Há muito o que denunciar, mas também há muito o que comemorar. Refiro-me ao secular processo de violência e domínio a que as mulheres foram submetidas ao longo dos tempos. Raras foram as sociedades que não as oprimiram. Mais raros ainda os homens que conseguiram vê-las como iguais, seres com quem se deve caminhar vida afora em termos de absoluta igualdade, pois não há evidência alguma que as torne inferiores a nós. Tudo é cultural e passa pelo filtro dos preconceitos de cada época. Felizmente, algumas vozes ousaram e se fizeram ouvir, mostrando o que parece evidente a quem pensa a vida como um exercício de encontro e partilha. Muitas pagaram com a própria existência a ousadia de dizer o óbvio. Não se conformaram em ter que esconder talentos e capacidades que não devem ser solapados pela ignorância e desejo de mando. São figuras emblemáticas que, a despeito de terem deixado marcas indeléveis com seus feitos, ainda continuam ocupando uma nota de rodapé no livro da humanidade. O olhar masculino não tolera a ideia de dividir espaço com elas. Prefere continuar usando a força física – único atributo em que levamos determinadas vantagens – do que estabelecer qualquer forma de diálogo.
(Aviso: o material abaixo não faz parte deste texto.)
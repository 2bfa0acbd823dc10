//! Registry of pure conversion functions keyed by type pair

use std::any::{type_name, Any, TypeId};
use std::collections::HashMap;

use crate::error::{Error, Result};

type MapFn<S, D> = fn(&S) -> D;

/// Conversion functions registered per `(source, destination)` type pair
///
/// Built once at startup and only read afterwards.
///
/// # Example
///
/// ```rust
/// use library_api::domain::Mapper;
///
/// fn celsius_to_fahrenheit(c: &f64) -> String {
///     format!("{:.1}F", c * 9.0 / 5.0 + 32.0)
/// }
///
/// let mapper = Mapper::new().register(celsius_to_fahrenheit);
/// assert_eq!(mapper.map::<f64, String>(&100.0).unwrap(), "212.0F");
/// assert!(mapper.map::<String, f64>(&"212F".to_string()).is_err());
/// ```
#[derive(Default)]
pub struct Mapper {
    maps: HashMap<(TypeId, TypeId), Box<dyn Any + Send + Sync>>,
}

impl Mapper {
    /// Create an empty registry
    #[must_use]
    pub fn new() -> Self {
        Self::default()
    }

    /// Register the conversion from `S` to `D`, replacing any earlier one
    #[must_use]
    pub fn register<S: 'static, D: 'static>(mut self, map: MapFn<S, D>) -> Self {
        self.maps
            .insert((TypeId::of::<S>(), TypeId::of::<D>()), Box::new(map));
        self
    }

    /// Whether a conversion from `S` to `D` is registered
    #[must_use]
    pub fn contains<S: 'static, D: 'static>(&self) -> bool {
        self.maps.contains_key(&(TypeId::of::<S>(), TypeId::of::<D>()))
    }

    /// Fail unless a conversion from `S` to `D` is registered
    ///
    /// # Errors
    ///
    /// Returns [`Error::MissingMapping`] naming the pair.
    pub fn ensure<S: 'static, D: 'static>(&self) -> Result<()> {
        self.lookup::<S, D>().map(|_| ())
    }

    fn lookup<S: 'static, D: 'static>(&self) -> Result<MapFn<S, D>> {
        self.maps
            .get(&(TypeId::of::<S>(), TypeId::of::<D>()))
            .and_then(|map| map.downcast_ref::<MapFn<S, D>>())
            .copied()
            .ok_or(Error::MissingMapping {
                source_type: type_name::<S>(),
                destination_type: type_name::<D>(),
            })
    }

    /// Convert one value
    ///
    /// # Errors
    ///
    /// Returns [`Error::MissingMapping`] if no conversion is registered.
    pub fn map<S: 'static, D: 'static>(&self, source: &S) -> Result<D> {
        Ok(self.lookup::<S, D>()?(source))
    }

    /// Convert every value of a sequence, preserving order
    ///
    /// # Errors
    ///
    /// Returns [`Error::MissingMapping`] if no conversion is registered, even
    /// for an empty sequence.
    pub fn map_many<'a, S: 'static, D: 'static>(
        &self,
        sources: impl IntoIterator<Item = &'a S>,
    ) -> Result<Vec<D>> {
        let map = self.lookup::<S, D>()?;
        Ok(sources.into_iter().map(map).collect())
    }
}

impl std::fmt::Debug for Mapper {
    fn fmt(&self, f: &mut std::fmt::Formatter<'_>) -> std::fmt::Result {
        f.debug_struct("Mapper")
            .field("registered", &self.maps.len())
            .finish()
    }
}
//! Book endpoints nested under an author

use axum::{
    extract::{Path, Query, State},
    Json,
};
use uuid::Uuid;

use super::{response::Created, FieldsQuery};
use crate::{
    domain::{Book, BookDto, BookForCreation},
    error::{Error, Result},
    repository::{ChangeSet, LibraryRepository},
    shaping::{shape, shape_many, validate_fields, ShapedEntity},
    state::AppState,
};

async fn ensure_author<R: LibraryRepository>(state: &AppState<R>, author_id: Uuid) -> Result<()> {
    if state.repository().author_exists(author_id).await? {
        Ok(())
    } else {
        Err(Error::NotFound(format!("Author {} not found", author_id)))
    }
}

/// `GET /api/authors/{id}/books`
pub async fn list_books<R: LibraryRepository>(
    State(state): State<AppState<R>>,
    Path(author_id): Path<Uuid>,
    Query(query): Query<FieldsQuery>,
) -> Result<Json<Vec<ShapedEntity>>> {
    validate_fields::<BookDto>(query.fields.as_deref())?;
    ensure_author(&state, author_id).await?;

    let books = state.repository().get_books_for_author(author_id).await?;
    let books: Vec<BookDto> = state.mapper().map_many(&books)?;
    Ok(Json(shape_many(&books, query.fields())?))
}

/// `GET /api/authors/{id}/books/{book_id}`
pub async fn get_book<R: LibraryRepository>(
    State(state): State<AppState<R>>,
    Path((author_id, book_id)): Path<(Uuid, Uuid)>,
    Query(query): Query<FieldsQuery>,
) -> Result<Json<ShapedEntity>> {
    validate_fields::<BookDto>(query.fields.as_deref())?;
    ensure_author(&state, author_id).await?;

    let book = state
        .repository()
        .get_book_for_author(author_id, book_id)
        .await?
        .ok_or_else(|| Error::NotFound(format!("Book {} not found", book_id)))?;
    let dto: BookDto = state.mapper().map(&book)?;
    Ok(Json(shape(&dto, query.fields())?))
}

/// `POST /api/authors/{id}/books`
pub async fn create_book<R: LibraryRepository>(
    State(state): State<AppState<R>>,
    Path(author_id): Path<Uuid>,
    Json(payload): Json<BookForCreation>,
) -> Result<Created<ShapedEntity>> {
    payload.validate()?;
    ensure_author(&state, author_id).await?;

    let mut book: Book = state.mapper().map(&payload)?;
    book.author_id = author_id;
    let id = book.id;
    let dto: BookDto = state.mapper().map(&book)?;

    let mut changes = ChangeSet::new();
    changes.add_book_for_author(author_id, book);
    if !state.repository().save(changes).await {
        return Err(Error::Persistence(format!(
            "Creating a book for author {} failed on save",
            author_id
        )));
    }

    tracing::info!(author_id = %author_id, book_id = %id, "Book created");
    Ok(Created::new(
        state.links().book_uri(author_id, id),
        shape(&dto, None)?,
    ))
}
//! Mapping tables from client sort keys to storage properties

use std::collections::HashMap;

use super::sort::parse_order_by;
use crate::error::{Error, Result};

/// One storage property a client sort key expands to
#[derive(Debug, Clone, PartialEq, Eq)]
pub struct PropertyMapping {
    source_property: String,
    revert: bool,
}

impl PropertyMapping {
    /// Map to a storage property in the requested direction
    pub fn new(source_property: impl Into<String>) -> Self {
        Self {
            source_property: source_property.into(),
            revert: false,
        }
    }

    /// Map to a storage property in the opposite of the requested direction
    pub fn reverted(source_property: impl Into<String>) -> Self {
        Self {
            source_property: source_property.into(),
            revert: true,
        }
    }

    /// Storage property name
    #[must_use]
    pub fn source_property(&self) -> &str {
        &self.source_property
    }

    /// Whether the requested direction is flipped for this property
    #[must_use]
    pub fn revert(&self) -> bool {
        self.revert
    }
}

/// Immutable table of client sort keys for one `(DTO, entity)` pair
///
/// Keys are stored lowercased; every key maps to at least one
/// [`PropertyMapping`].
#[derive(Debug, Clone, Default)]
pub struct PropertyMappingTable {
    entries: HashMap<String, Vec<PropertyMapping>>,
}

impl PropertyMappingTable {
    /// Start building a table
    #[must_use]
    pub fn builder() -> PropertyMappingTableBuilder {
        PropertyMappingTableBuilder::default()
    }

    /// Look up the mappings for a client key, ignoring case
    #[must_use]
    pub fn get(&self, key: &str) -> Option<&[PropertyMapping]> {
        self.entries
            .get(&key.to_lowercase())
            .map(Vec::as_slice)
    }

    /// Whether a client key is mapped, ignoring case
    #[must_use]
    pub fn contains_key(&self, key: &str) -> bool {
        self.entries.contains_key(&key.to_lowercase())
    }

    /// The (lowercased) client keys of this table
    pub fn keys(&self) -> impl Iterator<Item = &str> {
        self.entries.keys().map(String::as_str)
    }

    /// Number of client keys
    #[must_use]
    pub fn len(&self) -> usize {
        self.entries.len()
    }

    /// Whether the table has no keys
    #[must_use]
    pub fn is_empty(&self) -> bool {
        self.entries.is_empty()
    }

    /// Check an `orderBy` clause against this table
    ///
    /// A blank clause is valid. Otherwise every token must parse and name a
    /// mapped key.
    #[must_use]
    pub fn is_valid(&self, order_by: &str) -> bool {
        match parse_order_by(order_by) {
            Ok(tokens) => tokens.iter().all(|token| self.contains_key(token.field)),
            Err(_) => false,
        }
    }
}

/// Builder for [`PropertyMappingTable`]
#[derive(Debug, Default)]
pub struct PropertyMappingTableBuilder {
    entries: Vec<(String, Vec<PropertyMapping>)>,
}

impl PropertyMappingTableBuilder {
    /// Add a client key and the storage properties it expands to
    #[must_use]
    pub fn map(
        mut self,
        key: impl Into<String>,
        mappings: impl IntoIterator<Item = PropertyMapping>,
    ) -> Self {
        self.entries
            .push((key.into(), mappings.into_iter().collect()));
        self
    }

    /// Finish the table
    ///
    /// # Errors
    ///
    /// Returns [`Error::Configuration`] if a key is blank, maps to nothing, or
    /// is registered twice (keys compare case-insensitively).
    pub fn build(self) -> Result<PropertyMappingTable> {
        let mut entries = HashMap::with_capacity(self.entries.len());

        for (key, mappings) in self.entries {
            let normalized = key.trim().to_lowercase();
            if normalized.is_empty() {
                return Err(Error::Configuration(
                    "property mapping key must not be blank".to_string(),
                ));
            }
            if mappings.is_empty() {
                return Err(Error::Configuration(format!(
                    "property mapping '{}' has no source properties",
                    key
                )));
            }
            if entries.insert(normalized, mappings).is_some() {
                return Err(Error::Configuration(format!(
                    "property mapping '{}' is registered twice",
                    key
                )));
            }
        }

        Ok(PropertyMappingTable { entries })
    }
}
Reflito sobre essa questão a propósito do excelente documentário “Chega de Fiu Fiu” dirigido por Amanda Kamanchek Lemos e Fernanda Frazão. A questão do assédio sexual é discutida por quem sofreu na carne esse tipo de agressão. Por meio de depoimentos de representantes de diversas classes socais, discute-se o que, numa sociedade minimamente civilizada, já deveria ter sido superado: poder se portar e vestir do jeito que quiserem. Sem meias palavras, a maioria delas revela que, se agissem assim, seriam consideradas vagabundas, sem valor algum. Ou fáceis demais para servir ao modelo de esposa que está no imaginário coletivo. Promovemos um evento para discutir o assunto e convidamos uma advogada, uma intelectual que se dedica a estudar a questão de gênero e uma travesti militante. Três vozes poderosas cujas palavras encontravam total ressonância junto ao público. Obviamente, formado quase que só pelo sexo feminino. Nesse quesito, predisposição e coragem para debater essa pauta não parecem ser o nosso forte. Ao final, uma constatação: muito se avançou, mas as estatísticas revelam um quadro de continuadas agressões, tanto de ordem verbal quanto física.
E assim, celebrando esses pequenos avanços, nasce um tênue fio de esperança: chegará o dia em que não será mais preciso colocar em pauta o tema por já ter sido superado. O princípio de um mundo onde a hierarquia não se estabeleça a partir do sexo ao qual se pertence deveria ser comemorado por todos. Até porque oprimir constantemente deve gerar um desgaste psíquico tremendo. De burca ou shortinho, caladas ou falando em púlpitos, realizando atividades domésticas ou em cargos de direção – elas apenas desejam se expressar. Um direito que, enganosamente, acreditamos ser de quem limpa com sangue e palavras de baixo calão uma honra que se confunde com o medo e a covardia.